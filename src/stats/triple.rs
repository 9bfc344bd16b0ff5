//! Fisher-Freeman-Halton exact test for 2x3 tables.
//!
//! With marginals fixed a 2x3 table has two degrees of freedom: the
//! column-1 split (m11, m21) and, for each such split, the split of the
//! column-2/3 block. The walk moves along the column-1 split one unit at a
//! time ("rows" of the table space), tracking each row's total probability
//! and two pointers into its inner distribution, one on each side of the
//! inner bulk. Per row, [`row_tail_sum`] yields the two inner tails and the
//! remainder of the row is bulk. Once a row no longer contains any table more
//! probable than the observed one, every row further out is pure tail and is
//! summed whole.

use super::canonical::canonicalize_2x3;
use super::constants::{DOUBLE_PREC_LIMIT, EXHAUSTED, SMALLISH_EPSILON};
use super::row_tail::{row_tail_sum, InnerRow, Side, TailSum};
use super::tables::ContingencyTable2x3;

/// Two-sided Fisher-Freeman-Halton p-value for the 2x3 table
/// `[[m11, m12, m13], [m21, m22, m23]]`.
///
/// Returns exactly 1.0 when no table with the same marginals is more probable
/// than the observed one, and 0.0 when the accumulated probability mass
/// overflows `f64`.
pub fn triple_exact_test(m11: u32, m12: u32, m13: u32, m21: u32, m22: u32, m23: u32) -> f64 {
    let canonical = canonicalize_2x3(ContingencyTable2x3::new(m11, m12, m13, m21, m22, m23));
    triple_tail_walk(&canonical.table)
}

/// Direction of the outer walk along the column-1 split.
#[derive(Debug, Clone, Copy, PartialEq, Eq)]
enum Outer {
    /// m11 increasing.
    Forward,
    /// m11 decreasing.
    Backward,
}

/// Why an outer direction stopped.
#[derive(Debug, Clone, Copy, PartialEq, Eq)]
enum Stop {
    /// Column 1 or the block ran out of units to move.
    Exhausted,
    /// The current row has no bulk left.
    ModeNotPassed,
}

/// Position of the outer walk plus the per-row state carried along it.
#[derive(Debug, Clone, Copy)]
struct OuterWalk {
    m11: f64,
    m21: f64,
    /// Total probability of the current row, relative to the observed table.
    row_prob: f64,
    left: InnerRow,
    right: InnerRow,
}

impl OuterWalk {
    /// Move to the next row; `false` when there is none.
    fn advance(&mut self, dir: Outer) -> bool {
        let top = self.left.top_total();
        let bottom = self.left.bottom_total();
        match dir {
            Outer::Forward => {
                if self.m21 < EXHAUSTED || top < EXHAUSTED {
                    return false;
                }
                self.m11 += 1.0;
                let ratio = self.m21 / self.m11;
                self.row_prob *= ratio * top / (bottom + 1.0);
                self.left.shift_down(ratio);
                self.right.shift_down(ratio);
                self.m21 -= 1.0;
            }
            Outer::Backward => {
                if self.m11 < EXHAUSTED || bottom < EXHAUSTED {
                    return false;
                }
                self.m21 += 1.0;
                let ratio = self.m11 / self.m21;
                self.row_prob *= ratio * bottom / (top + 1.0);
                self.left.shift_up(ratio);
                self.right.shift_up(ratio);
                self.m11 -= 1.0;
            }
        }
        true
    }

    /// Sum whole rows, starting with the current one, while they stay above
    /// `floor`.
    fn sum_rows(mut self, dir: Outer, floor: f64) -> f64 {
        let mut top = self.left.top_total();
        let mut bottom = self.left.bottom_total();
        let mut total = 0.0;
        while self.row_prob > floor {
            total += self.row_prob;
            match dir {
                Outer::Forward => {
                    if self.m21 < EXHAUSTED || top < EXHAUSTED {
                        break;
                    }
                    self.m11 += 1.0;
                    bottom += 1.0;
                    self.row_prob *= (self.m21 * top) / (self.m11 * bottom);
                    self.m21 -= 1.0;
                    top -= 1.0;
                }
                Outer::Backward => {
                    if self.m11 < EXHAUSTED || bottom < EXHAUSTED {
                        break;
                    }
                    self.m21 += 1.0;
                    top += 1.0;
                    self.row_prob *= (self.m11 * bottom) / (self.m21 * top);
                    self.m11 -= 1.0;
                    bottom -= 1.0;
                }
            }
        }
        total
    }
}

/// Running totals of the walk.
#[derive(Debug, Clone, Copy)]
struct Mass {
    tail: f64,
    bulk: f64,
}

impl Mass {
    fn floor(&self) -> f64 {
        self.tail * DOUBLE_PREC_LIMIT
    }
}

/// Sum the distribution of an already canonical table.
fn triple_tail_walk(table: &ContingencyTable2x3) -> f64 {
    let [[m11, m12, m13], [m21, m22, m23]] = table.cells;
    let observed = InnerRow::new(1.0 - SMALLISH_EPSILON, m12, m13, m22, m23);
    let mut mass = Mass {
        tail: observed.prob,
        bulk: 0.0,
    };

    // Observed row: climb toward the inner mode through the row's bulk. The
    // first table back at or below the threshold anchors the far tail.
    let toward_mode = if (m12 as u64) * (m23 as u64) > (m13 as u64) * (m22 as u64) {
        Side::Left
    } else {
        Side::Right
    };
    let mut far = observed;
    let mut moved = false;
    while far.can_step(toward_mode) {
        far.step(toward_mode);
        moved = true;
        if far.prob <= 1.0 {
            break;
        }
        mass.bulk += far.prob;
        if mass.bulk == f64::INFINITY {
            return 0.0;
        }
    }
    if moved && far.prob <= 1.0 {
        mass.tail += far.sum_toward(toward_mode, mass.floor());
    }
    let away = toward_mode.opposite();
    if observed.can_step(away) {
        mass.tail += observed.stepped(away).sum_toward(away, mass.floor());
    }

    let (left, right) = match toward_mode {
        Side::Left => (far, observed),
        Side::Right => (observed, far),
    };
    let start = OuterWalk {
        m11: m11 as f64,
        m21: m21 as f64,
        row_prob: mass.tail + mass.bulk,
        left,
        right,
    };

    for dir in [Outer::Forward, Outer::Backward] {
        let mut walk = start;
        let stop = loop {
            if !walk.advance(dir) {
                break Stop::Exhausted;
            }
            let mut left = walk.left;
            let left_tail = match row_tail_sum(Side::Left, &mut left, mass.floor()) {
                TailSum::Done(t) => t,
                TailSum::ModeNotPassed => break Stop::ModeNotPassed,
            };
            let mut right = walk.right;
            let right_floor = (mass.tail + left_tail) * DOUBLE_PREC_LIMIT;
            let right_tail = match row_tail_sum(Side::Right, &mut right, right_floor) {
                TailSum::Done(t) => t,
                TailSum::ModeNotPassed => break Stop::ModeNotPassed,
            };
            walk.left = left;
            walk.right = right;
            mass.tail += left_tail + right_tail;
            mass.bulk += walk.row_prob - left_tail - right_tail;
            if mass.bulk == f64::INFINITY {
                return 0.0;
            }
        };
        if stop == Stop::ModeNotPassed {
            mass.tail += walk.sum_rows(dir, mass.floor());
        }
    }

    let total = mass.tail + mass.bulk;
    if !total.is_finite() {
        return 0.0;
    }
    // Rounding in `bulk` can leave the ratio a few ulps above 1.
    (mass.tail / total).min(1.0)
}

========================================================================

**Exercise directions**
Output the listing exactly.

**Answer to the problem**
filename src/stats/triple.rs
repository 9bfc344bd16b0ff5
//! Fisher-Freeman-Halton exact test for 2x3 tables.
//!
//! With marginals fixed a 2x3 table has two degrees of freedom: the
//! column-1 split (m11, m21) and, for each such split, the split of the
//! column-2/3 block. The walk moves along the column-1 split one unit at a
//! time ("rows" of the table space), tracking each row's total probability
//! and two pointers into its inner distribution, one on each side of the
//! inner bulk. Per row, [`row_tail_sum`] yields the two inner tails and the
//! remainder of the row is bulk. Once a row no longer contains any table more
//! probable than the observed one, every row further out is pure tail and is
//! summed whole.

use super::canonical::canonicalize_2x3;
use super::constants::{DOUBLE_PREC_LIMIT, EXHAUSTED, SMALLISH_EPSILON};
use super::row_tail::{row_tail_sum, InnerRow, Side, TailSum};
use super::tables::ContingencyTable2x3;

/// Two-sided Fisher-Freeman-Halton p-value for the 2x3 table
/// `[[m11, m12, m13], [m21, m22, m23]]`.
///
/// Returns exactly 1.0 when no table with the same marginals is more probable
/// than the observed one, and 0.0 when the accumulated probability mass
/// overflows `f64`.
pub fn triple_exact_test(m11: u32, m12: u32, m13: u32, m21: u32, m22: u32, m23: u32) -> f64 {
    let canonical = canonicalize_2x3(ContingencyTable2x3::new(m11, m12, m13, m21, m22, m23));
    triple_tail_walk(&canonical.table)
}

/// Direction of the outer walk along the column-1 split.
#[derive(Debug, Clone, Copy, PartialEq, Eq)]
enum Outer {
    /// m11 increasing.
    Forward,
    /// m11 decreasing.
    Backward,
}

/// Why an outer direction stopped.
#[derive(Debug, Clone, Copy, PartialEq, Eq)]
enum Stop {
    /// Column 1 or the block ran out of units to move.
    Exhausted,
    /// The current row has no bulk left.
    ModeNotPassed,
}

/// Position of the outer walk plus the per-row state carried along it.
#[derive(Debug, Clone, Copy)]
struct OuterWalk {
    m11: f64,
    m21: f64,
    /// Total probability of the current row, relative to the observed table.
    row_prob: f64,
    left: InnerRow,
    right: InnerRow,
}

impl OuterWalk {
    /// Move to the next row; `false` when there is none.
    fn advance(&mut self, dir: Outer) -> bool {
        let top = self.left.top_total();
        let bottom = self.left.bottom_total();
        match dir {
            Outer::Forward => {
                if self.m21 < EXHAUSTED || top < EXHAUSTED {
                    return false;
                }
                self.m11 += 1.0;
                let ratio = self.m21 / self.m11;
                self.row_prob *= ratio * top / (bottom + 1.0);
                self.left.shift_down(ratio);
                self.right.shift_down(ratio);
                self.m21 -= 1.0;
            }
            Outer::Backward => {
                if self.m11 < EXHAUSTED || bottom < EXHAUSTED {
                    return false;
                }
                self.m21 += 1.0;
                let ratio = self.m11 / self.m21;
                self.row_prob *= ratio * bottom / (top + 1.0);
                self.left.shift_up(ratio);
                self.right.shift_up(ratio);
                self.m11 -= 1.0;
            }
        }
        true
    }

    /// Sum whole rows, starting with the current one, while they stay above
    /// `floor`.
    fn sum_rows(mut self, dir: Outer, floor: f64) -> f64 {
        let mut top = self.left.top_total();
        let mut bottom = self.left.bottom_total();
        let mut total = 0.0;
        while self.row_prob > floor {
            total += self.row_prob;
            match dir {
                Outer::Forward => {
                    if self.m21 < EXHAUSTED || top < EXHAUSTED {
                        break;
                    }
                    self.m11 += 1.0;
                    bottom += 1.0;
                    self.row_prob *= (self.m21 * top) / (self.m11 * bottom);
                    self.m21 -= 1.0;
                    top -= 1.0;
                }
                Outer::Backward => {
                    if self.m11 < EXHAUSTED || bottom < EXHAUSTED {
                        break;
                    }
                    self.m21 += 1.0;
                    top += 1.0;
                    self.row_prob *= (self.m11 * bottom) / (self.m21 * top);
                    self.m11 -= 1.0;
                    bottom -= 1.0;
                }
            }
        }
        total
    }
}

/// Running totals of the walk.
#[derive(Debug, Clone, Copy)]
struct Mass {
    tail: f64,
    bulk: f64,
}

impl Mass {
    fn floor(&self) -> f64 {
        self.tail * DOUBLE_PREC_LIMIT
    }
}

/// Sum the distribution of an already canonical table.
fn triple_tail_walk(table: &ContingencyTable2x3) -> f64 {
    let [[m11, m12, m13], [m21, m22, m23]] = table.cells;
    let observed = InnerRow::new(1.0 - SMALLISH_EPSILON, m12, m13, m22, m23);
    let mut mass = Mass {
        tail: observed.prob,
        bulk: 0.0,
    };

    // Observed row: climb toward the inner mode through the row's bulk. The
    // first table back at or below the threshold anchors the far tail.
    let toward_mode = if (m12 as u64) * (m23 as u64) > (m13 as u64) * (m22 as u64) {
        Side::Left
    } else {
        Side::Right
    };
    let mut far = observed;
    let mut moved = false;
    while far.can_step(toward_mode) {
        far.step(toward_mode);
        moved = true;
        if far.prob <= 1.0 {
            break;
        }
        mass.bulk += far.prob;
        if mass.bulk == f64::INFINITY {
            return 0.0;
        }
    }
    if moved && far.prob <= 1.0 {
        mass.tail += far.sum_toward(toward_mode, mass.floor());
    }
    let away = toward_mode.opposite();
    if observed.can_step(away) {
        mass.tail += observed.stepped(away).sum_toward(away, mass.floor());
    }

    let (left, right) = match toward_mode {
        Side::Left => (far, observed),
        Side::Right => (observed, far),
    };
    let start = OuterWalk {
        m11: m11 as f64,
        m21: m21 as f64,
        row_prob: mass.tail + mass.bulk,
        left,
        right,
    };

    for dir in [Outer::Forward, Outer::Backward] {
        let mut walk = start;
        let stop = loop {
            if !walk.advance(dir) {
                break Stop::Exhausted;
            }
            let mut left = walk.left;
            let left_tail = match row_tail_sum(Side::Left, &mut left, mass.floor()) {
                TailSum::Done(t) => t,
                TailSum::ModeNotPassed => break Stop::ModeNotPassed,
            };
            let mut right = walk.right;
            let right_floor = (mass.tail + left_tail) * DOUBLE_PREC_LIMIT;
            let right_tail = match row_tail_sum(Side::Right, &mut right, right_floor) {
                TailSum::Done(t) => t,
                TailSum::ModeNotPassed => break Stop::ModeNotPassed,
            };
            walk.left = left;
            walk.right = right;
            mass.tail += left_tail + right_tail;
            mass.bulk += walk.row_prob - left_tail - right_tail;
            if mass.bulk == f64::INFINITY {
                return 0.0;
            }
        };
        if stop == Stop::ModeNotPassed {
            mass.tail += walk.sum_rows(dir, mass.floor());
        }
    }

    let total = mass.tail + mass.bulk;
    if !total.is_finite() {
        return 0.0;
    }
    // Rounding in `bulk` can leave the ratio a few ulps above 1.
    (mass.tail / total).min(1.0)
}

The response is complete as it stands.